* _Requirement_:
Scan the following data for lines with "while" and state how many there are, as a number only.

##############################

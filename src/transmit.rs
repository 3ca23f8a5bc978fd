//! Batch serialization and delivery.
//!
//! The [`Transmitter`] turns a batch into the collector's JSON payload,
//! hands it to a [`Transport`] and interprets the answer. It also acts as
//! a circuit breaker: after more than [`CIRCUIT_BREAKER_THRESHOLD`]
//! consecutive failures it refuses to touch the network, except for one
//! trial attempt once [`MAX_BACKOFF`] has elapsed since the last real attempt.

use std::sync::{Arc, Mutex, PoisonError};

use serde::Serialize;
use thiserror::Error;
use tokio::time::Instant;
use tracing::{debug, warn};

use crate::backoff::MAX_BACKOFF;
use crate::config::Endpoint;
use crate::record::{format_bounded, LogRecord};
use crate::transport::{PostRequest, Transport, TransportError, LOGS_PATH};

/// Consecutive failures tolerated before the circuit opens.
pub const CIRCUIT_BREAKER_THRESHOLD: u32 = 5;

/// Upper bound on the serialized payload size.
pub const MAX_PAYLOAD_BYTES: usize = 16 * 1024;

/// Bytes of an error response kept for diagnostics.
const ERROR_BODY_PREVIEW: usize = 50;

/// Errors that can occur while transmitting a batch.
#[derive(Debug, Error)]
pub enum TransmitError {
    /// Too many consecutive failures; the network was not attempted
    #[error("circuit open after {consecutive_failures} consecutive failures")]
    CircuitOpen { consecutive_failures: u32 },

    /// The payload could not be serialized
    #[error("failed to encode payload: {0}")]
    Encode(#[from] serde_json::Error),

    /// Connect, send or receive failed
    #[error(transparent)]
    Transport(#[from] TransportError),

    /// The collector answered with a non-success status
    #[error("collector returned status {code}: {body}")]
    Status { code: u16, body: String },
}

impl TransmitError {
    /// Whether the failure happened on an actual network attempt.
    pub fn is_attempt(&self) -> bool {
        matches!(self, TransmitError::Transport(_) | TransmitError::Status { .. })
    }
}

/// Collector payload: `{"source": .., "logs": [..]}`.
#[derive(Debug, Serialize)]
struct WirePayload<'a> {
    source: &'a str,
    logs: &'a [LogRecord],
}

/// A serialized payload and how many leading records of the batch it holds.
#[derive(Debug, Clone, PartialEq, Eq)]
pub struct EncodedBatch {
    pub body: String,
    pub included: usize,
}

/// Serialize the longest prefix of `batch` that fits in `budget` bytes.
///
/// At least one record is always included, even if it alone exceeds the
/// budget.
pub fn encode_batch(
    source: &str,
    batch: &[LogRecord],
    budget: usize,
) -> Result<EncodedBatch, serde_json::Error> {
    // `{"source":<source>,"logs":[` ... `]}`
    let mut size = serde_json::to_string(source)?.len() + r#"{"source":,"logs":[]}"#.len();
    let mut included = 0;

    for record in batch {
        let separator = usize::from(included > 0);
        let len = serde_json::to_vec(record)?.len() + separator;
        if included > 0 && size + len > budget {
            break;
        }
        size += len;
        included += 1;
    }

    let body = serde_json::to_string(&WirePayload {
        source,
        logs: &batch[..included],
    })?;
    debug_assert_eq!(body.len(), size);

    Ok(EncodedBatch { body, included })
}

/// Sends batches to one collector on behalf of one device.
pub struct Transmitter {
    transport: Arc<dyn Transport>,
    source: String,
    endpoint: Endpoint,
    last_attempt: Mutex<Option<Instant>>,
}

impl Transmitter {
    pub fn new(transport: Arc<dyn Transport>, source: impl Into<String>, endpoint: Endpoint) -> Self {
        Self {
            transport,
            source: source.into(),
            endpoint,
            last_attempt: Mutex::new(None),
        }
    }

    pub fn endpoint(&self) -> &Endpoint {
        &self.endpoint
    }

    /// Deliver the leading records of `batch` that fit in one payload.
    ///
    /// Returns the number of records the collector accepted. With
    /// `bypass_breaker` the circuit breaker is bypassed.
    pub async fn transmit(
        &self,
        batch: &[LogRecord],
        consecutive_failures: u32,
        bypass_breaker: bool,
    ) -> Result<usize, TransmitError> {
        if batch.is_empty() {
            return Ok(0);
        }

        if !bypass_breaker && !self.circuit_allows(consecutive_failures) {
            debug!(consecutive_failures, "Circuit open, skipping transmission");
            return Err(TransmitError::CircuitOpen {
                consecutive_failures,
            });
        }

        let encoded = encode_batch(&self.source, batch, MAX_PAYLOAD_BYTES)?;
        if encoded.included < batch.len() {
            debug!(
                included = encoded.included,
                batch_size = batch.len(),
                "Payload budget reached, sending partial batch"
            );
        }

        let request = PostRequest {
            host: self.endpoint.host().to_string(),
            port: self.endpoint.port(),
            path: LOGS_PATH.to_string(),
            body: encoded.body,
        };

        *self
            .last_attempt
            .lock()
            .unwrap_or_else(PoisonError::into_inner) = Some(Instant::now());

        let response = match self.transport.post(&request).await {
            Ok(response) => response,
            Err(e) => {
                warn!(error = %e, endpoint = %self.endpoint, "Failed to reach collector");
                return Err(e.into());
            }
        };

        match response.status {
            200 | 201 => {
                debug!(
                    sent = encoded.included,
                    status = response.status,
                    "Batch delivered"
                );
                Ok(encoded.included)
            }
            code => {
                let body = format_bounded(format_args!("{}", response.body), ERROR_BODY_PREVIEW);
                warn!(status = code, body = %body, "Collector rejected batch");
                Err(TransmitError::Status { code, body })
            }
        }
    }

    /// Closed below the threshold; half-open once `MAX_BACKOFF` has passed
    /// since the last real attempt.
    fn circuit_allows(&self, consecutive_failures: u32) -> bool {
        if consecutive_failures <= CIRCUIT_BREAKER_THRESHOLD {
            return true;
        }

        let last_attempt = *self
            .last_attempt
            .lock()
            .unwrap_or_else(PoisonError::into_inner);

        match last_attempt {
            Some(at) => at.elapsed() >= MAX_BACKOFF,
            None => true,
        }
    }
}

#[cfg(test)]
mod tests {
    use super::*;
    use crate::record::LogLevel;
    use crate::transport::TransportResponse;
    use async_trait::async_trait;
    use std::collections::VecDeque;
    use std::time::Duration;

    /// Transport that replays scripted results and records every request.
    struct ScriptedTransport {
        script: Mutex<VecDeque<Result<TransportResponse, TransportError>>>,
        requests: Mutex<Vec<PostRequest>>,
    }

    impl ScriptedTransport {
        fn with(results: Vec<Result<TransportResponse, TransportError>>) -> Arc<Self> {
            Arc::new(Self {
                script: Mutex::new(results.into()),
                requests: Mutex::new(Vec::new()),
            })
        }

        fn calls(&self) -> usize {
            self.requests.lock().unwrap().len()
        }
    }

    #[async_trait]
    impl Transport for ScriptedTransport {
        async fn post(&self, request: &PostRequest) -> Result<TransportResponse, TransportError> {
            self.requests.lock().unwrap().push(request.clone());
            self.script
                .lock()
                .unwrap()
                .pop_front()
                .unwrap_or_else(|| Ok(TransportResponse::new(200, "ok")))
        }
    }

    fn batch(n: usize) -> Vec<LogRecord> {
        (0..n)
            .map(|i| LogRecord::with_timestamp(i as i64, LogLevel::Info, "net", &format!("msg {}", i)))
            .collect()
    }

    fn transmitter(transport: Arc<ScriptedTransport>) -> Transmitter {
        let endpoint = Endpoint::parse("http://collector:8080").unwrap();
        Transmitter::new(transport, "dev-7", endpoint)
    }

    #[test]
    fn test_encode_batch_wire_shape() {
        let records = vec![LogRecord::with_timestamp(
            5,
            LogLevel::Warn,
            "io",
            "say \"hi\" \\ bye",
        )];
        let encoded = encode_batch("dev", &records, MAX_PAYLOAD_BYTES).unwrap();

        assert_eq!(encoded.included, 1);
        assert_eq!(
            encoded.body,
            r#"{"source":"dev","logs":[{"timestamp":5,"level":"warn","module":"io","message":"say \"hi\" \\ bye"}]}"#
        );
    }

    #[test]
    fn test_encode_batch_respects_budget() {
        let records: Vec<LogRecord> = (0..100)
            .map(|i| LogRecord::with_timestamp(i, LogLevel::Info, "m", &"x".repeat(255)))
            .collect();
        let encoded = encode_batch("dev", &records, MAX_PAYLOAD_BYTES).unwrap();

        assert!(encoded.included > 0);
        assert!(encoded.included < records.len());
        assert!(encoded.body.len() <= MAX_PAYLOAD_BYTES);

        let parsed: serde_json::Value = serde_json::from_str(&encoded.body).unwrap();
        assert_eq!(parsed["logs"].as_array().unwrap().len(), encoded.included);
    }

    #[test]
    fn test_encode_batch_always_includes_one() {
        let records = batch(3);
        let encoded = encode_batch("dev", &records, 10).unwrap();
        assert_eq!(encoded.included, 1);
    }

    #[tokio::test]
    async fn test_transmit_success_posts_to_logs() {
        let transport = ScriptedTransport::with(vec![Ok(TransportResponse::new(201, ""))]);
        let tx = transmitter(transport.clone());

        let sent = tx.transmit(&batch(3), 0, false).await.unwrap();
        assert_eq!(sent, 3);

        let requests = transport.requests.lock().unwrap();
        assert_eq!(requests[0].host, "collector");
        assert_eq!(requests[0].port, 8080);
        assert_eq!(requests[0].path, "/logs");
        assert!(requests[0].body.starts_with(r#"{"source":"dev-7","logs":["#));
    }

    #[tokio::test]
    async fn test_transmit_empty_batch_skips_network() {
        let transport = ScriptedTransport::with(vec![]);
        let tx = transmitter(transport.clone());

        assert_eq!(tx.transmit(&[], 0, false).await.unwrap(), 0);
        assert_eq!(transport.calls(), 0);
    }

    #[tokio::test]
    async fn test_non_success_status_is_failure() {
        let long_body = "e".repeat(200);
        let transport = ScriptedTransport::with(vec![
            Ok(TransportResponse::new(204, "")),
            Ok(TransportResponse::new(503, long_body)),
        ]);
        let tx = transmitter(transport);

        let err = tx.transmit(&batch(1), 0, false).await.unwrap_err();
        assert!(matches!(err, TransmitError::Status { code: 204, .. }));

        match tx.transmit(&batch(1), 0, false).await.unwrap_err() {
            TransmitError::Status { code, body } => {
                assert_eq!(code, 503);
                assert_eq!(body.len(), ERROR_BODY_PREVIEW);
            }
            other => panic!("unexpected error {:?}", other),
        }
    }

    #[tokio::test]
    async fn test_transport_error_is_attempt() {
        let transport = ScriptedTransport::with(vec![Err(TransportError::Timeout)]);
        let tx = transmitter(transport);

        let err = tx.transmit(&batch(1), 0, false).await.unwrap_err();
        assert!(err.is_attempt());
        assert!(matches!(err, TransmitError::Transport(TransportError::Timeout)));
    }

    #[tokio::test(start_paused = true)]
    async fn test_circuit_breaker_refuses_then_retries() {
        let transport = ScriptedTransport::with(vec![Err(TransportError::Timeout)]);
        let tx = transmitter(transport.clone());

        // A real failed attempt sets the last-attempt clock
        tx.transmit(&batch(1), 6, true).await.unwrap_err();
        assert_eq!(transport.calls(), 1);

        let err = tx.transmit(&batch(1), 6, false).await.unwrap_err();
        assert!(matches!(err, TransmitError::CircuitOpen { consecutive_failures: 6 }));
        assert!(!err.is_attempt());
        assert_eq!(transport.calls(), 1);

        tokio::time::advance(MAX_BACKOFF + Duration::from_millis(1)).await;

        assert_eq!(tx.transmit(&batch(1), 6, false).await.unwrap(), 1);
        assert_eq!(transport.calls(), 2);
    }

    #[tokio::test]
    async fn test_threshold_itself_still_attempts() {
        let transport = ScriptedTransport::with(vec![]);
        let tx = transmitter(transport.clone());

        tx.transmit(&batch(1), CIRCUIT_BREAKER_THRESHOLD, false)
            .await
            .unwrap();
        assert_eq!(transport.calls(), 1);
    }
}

##############################

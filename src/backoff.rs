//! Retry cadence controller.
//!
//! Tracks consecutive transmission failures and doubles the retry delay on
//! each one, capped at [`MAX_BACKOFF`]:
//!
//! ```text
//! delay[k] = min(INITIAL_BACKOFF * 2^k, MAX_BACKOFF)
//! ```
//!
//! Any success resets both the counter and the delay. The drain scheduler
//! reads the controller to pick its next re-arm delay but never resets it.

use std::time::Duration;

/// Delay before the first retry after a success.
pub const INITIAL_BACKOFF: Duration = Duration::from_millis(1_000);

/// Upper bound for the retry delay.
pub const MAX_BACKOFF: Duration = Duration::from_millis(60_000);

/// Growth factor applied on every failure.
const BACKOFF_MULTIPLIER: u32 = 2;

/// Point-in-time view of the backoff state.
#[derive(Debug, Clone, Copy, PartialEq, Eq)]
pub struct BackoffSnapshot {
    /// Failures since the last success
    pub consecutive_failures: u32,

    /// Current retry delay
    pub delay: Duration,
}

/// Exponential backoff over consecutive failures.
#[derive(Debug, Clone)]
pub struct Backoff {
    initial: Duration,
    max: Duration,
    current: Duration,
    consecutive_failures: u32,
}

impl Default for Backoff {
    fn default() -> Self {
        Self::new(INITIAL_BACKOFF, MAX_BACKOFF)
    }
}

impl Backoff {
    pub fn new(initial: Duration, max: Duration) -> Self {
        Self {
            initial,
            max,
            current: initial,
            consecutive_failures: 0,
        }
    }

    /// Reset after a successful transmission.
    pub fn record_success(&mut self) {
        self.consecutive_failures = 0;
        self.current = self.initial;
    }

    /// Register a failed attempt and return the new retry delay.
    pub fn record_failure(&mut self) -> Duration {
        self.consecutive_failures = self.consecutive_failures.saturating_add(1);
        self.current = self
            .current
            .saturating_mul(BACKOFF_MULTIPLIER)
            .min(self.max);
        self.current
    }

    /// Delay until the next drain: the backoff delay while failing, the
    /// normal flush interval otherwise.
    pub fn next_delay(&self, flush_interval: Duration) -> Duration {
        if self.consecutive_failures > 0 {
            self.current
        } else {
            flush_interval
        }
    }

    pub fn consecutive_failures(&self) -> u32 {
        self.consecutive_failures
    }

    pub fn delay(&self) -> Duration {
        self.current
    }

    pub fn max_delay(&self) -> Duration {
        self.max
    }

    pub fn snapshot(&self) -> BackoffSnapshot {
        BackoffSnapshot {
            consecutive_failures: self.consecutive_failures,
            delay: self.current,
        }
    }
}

##############################

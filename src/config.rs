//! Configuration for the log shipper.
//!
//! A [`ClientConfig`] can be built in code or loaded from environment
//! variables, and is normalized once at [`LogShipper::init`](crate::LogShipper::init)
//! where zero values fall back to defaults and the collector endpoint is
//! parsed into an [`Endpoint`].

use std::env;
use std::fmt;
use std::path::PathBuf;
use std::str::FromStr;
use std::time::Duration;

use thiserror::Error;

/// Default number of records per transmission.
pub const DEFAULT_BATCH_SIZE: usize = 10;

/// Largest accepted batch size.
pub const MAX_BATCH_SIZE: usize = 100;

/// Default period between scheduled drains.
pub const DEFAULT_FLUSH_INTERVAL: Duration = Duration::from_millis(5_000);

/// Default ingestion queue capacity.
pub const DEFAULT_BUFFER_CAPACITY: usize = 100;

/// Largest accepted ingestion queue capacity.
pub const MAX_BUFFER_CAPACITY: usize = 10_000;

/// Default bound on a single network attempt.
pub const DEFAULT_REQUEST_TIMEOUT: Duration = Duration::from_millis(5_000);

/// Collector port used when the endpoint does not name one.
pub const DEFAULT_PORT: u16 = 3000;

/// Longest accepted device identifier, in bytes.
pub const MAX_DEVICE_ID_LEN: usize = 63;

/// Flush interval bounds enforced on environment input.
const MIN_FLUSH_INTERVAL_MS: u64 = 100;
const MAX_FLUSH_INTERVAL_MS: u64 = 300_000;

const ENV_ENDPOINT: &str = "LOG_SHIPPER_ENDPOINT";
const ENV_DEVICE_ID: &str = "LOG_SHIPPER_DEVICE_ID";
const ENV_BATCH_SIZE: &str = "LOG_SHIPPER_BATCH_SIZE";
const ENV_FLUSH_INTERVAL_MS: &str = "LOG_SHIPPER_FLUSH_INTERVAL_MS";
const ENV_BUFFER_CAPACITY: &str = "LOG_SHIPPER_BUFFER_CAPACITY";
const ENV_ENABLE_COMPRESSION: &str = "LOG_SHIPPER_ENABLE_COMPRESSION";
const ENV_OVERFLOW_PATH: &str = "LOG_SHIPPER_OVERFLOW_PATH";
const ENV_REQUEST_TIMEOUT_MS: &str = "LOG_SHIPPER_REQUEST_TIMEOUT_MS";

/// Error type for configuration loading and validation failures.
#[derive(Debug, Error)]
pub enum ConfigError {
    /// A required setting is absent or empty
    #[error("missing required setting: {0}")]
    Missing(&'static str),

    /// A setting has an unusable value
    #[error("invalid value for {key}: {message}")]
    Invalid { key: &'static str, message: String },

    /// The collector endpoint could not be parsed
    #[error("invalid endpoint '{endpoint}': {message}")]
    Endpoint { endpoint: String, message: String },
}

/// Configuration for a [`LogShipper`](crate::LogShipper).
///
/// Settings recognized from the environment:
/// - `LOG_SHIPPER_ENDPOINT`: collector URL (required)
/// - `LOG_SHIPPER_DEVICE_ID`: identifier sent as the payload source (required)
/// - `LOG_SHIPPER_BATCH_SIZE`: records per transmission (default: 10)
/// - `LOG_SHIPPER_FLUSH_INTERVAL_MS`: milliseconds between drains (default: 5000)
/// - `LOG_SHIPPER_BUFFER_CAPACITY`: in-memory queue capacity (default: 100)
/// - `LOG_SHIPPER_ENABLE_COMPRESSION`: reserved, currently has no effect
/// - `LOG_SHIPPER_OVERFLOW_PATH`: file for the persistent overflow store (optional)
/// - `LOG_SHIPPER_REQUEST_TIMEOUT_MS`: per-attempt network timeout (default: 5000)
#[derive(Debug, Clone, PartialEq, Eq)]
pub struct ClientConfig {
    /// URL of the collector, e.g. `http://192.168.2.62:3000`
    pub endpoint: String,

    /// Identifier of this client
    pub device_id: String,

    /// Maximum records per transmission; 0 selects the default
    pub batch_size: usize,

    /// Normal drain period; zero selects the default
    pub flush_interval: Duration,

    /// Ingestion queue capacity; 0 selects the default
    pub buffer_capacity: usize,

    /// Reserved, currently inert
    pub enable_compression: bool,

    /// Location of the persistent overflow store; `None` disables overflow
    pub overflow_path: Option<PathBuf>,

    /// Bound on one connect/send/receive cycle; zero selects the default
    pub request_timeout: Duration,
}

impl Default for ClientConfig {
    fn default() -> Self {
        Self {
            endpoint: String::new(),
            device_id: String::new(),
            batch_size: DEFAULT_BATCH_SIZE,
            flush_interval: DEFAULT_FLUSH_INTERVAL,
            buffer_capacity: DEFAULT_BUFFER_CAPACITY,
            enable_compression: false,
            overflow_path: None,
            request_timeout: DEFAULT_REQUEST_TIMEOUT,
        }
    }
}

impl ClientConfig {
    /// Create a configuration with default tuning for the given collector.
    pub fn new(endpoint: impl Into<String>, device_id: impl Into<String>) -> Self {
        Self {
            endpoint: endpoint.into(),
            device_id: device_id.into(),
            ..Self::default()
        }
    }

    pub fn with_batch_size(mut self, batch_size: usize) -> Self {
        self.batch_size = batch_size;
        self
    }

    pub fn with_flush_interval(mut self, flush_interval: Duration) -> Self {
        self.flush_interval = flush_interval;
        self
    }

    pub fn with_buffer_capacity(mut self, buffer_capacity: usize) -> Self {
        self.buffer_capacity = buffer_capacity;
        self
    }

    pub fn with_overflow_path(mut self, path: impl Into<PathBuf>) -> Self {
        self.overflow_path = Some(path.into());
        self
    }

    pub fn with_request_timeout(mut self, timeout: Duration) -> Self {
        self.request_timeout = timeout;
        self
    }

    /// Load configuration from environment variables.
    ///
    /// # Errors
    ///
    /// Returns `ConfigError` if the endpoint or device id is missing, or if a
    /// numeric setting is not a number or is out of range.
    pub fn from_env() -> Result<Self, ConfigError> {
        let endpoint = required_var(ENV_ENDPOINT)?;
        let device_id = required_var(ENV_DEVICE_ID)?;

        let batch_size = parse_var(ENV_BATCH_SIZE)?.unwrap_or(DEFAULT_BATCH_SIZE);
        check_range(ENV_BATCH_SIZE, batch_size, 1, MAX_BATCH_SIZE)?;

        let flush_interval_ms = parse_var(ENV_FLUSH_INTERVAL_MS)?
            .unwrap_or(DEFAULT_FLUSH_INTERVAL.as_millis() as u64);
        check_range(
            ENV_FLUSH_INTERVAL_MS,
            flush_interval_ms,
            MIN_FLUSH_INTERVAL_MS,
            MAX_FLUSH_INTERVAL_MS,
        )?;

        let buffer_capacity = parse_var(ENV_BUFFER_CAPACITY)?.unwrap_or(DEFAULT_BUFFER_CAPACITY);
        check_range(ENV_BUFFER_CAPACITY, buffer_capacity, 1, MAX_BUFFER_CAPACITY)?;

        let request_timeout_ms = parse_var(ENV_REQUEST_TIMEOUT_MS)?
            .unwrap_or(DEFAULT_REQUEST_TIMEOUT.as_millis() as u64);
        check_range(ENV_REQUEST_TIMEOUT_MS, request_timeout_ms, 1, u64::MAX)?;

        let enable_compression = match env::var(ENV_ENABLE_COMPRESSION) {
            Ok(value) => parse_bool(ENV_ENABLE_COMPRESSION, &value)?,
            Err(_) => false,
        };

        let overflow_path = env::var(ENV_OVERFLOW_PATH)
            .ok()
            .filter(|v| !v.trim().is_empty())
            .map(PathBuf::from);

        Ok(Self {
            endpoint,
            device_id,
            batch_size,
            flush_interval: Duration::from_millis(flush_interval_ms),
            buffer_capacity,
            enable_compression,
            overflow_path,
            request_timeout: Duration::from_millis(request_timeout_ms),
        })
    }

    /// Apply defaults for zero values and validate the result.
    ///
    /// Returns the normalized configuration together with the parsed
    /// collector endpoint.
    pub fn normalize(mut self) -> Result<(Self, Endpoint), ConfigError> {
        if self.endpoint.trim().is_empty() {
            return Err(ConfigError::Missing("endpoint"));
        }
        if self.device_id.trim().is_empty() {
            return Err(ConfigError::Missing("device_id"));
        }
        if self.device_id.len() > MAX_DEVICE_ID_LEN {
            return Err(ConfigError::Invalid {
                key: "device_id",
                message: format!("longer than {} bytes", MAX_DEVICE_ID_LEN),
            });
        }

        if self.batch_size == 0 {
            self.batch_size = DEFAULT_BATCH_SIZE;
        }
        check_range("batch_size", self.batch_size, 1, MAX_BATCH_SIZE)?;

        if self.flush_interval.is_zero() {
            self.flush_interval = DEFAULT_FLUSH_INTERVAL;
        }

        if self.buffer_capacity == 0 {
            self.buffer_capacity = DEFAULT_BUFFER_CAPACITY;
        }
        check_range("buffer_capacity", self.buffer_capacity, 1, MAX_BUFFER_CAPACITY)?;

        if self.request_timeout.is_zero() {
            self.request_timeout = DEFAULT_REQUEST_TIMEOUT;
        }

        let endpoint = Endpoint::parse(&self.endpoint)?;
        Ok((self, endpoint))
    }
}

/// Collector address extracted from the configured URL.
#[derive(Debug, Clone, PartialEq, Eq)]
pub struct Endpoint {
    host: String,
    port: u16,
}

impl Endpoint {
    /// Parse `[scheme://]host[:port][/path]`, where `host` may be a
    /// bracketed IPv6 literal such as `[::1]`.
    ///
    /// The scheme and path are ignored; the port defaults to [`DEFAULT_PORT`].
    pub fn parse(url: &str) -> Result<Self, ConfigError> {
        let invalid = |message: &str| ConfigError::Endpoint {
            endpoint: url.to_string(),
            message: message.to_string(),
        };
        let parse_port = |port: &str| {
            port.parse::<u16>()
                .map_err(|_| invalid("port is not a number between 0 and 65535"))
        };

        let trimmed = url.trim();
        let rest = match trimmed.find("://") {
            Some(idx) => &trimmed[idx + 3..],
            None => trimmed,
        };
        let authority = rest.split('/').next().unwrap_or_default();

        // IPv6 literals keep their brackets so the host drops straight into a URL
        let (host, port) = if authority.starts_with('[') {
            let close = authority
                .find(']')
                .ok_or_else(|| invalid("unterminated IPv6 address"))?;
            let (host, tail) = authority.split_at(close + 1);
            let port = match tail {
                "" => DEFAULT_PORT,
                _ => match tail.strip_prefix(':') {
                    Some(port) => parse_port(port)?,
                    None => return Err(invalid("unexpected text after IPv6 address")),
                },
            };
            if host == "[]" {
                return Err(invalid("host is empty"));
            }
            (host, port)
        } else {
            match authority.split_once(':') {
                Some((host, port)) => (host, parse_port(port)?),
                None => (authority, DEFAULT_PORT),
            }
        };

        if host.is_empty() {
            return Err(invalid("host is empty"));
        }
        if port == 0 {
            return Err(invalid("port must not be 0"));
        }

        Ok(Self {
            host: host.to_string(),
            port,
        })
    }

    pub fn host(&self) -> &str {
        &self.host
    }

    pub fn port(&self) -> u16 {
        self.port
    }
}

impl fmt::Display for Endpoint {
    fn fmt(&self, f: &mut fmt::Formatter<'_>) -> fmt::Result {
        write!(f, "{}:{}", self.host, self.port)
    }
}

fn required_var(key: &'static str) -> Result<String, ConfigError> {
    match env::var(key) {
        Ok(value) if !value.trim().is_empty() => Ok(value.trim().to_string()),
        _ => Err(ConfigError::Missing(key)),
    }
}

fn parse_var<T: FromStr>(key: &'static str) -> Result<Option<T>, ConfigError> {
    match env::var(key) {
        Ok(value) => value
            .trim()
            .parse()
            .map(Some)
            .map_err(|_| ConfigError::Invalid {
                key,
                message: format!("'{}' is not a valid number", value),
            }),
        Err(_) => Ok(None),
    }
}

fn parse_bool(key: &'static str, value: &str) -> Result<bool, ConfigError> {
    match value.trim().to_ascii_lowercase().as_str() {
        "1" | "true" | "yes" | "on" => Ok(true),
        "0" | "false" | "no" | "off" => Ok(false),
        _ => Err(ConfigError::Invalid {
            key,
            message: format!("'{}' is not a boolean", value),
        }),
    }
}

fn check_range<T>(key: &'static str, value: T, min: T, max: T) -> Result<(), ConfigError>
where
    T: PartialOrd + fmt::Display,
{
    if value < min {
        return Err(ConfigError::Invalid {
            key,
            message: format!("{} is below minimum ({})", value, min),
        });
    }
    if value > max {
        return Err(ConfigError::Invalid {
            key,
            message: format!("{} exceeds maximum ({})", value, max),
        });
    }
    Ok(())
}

##############################

* _Answer section_:
2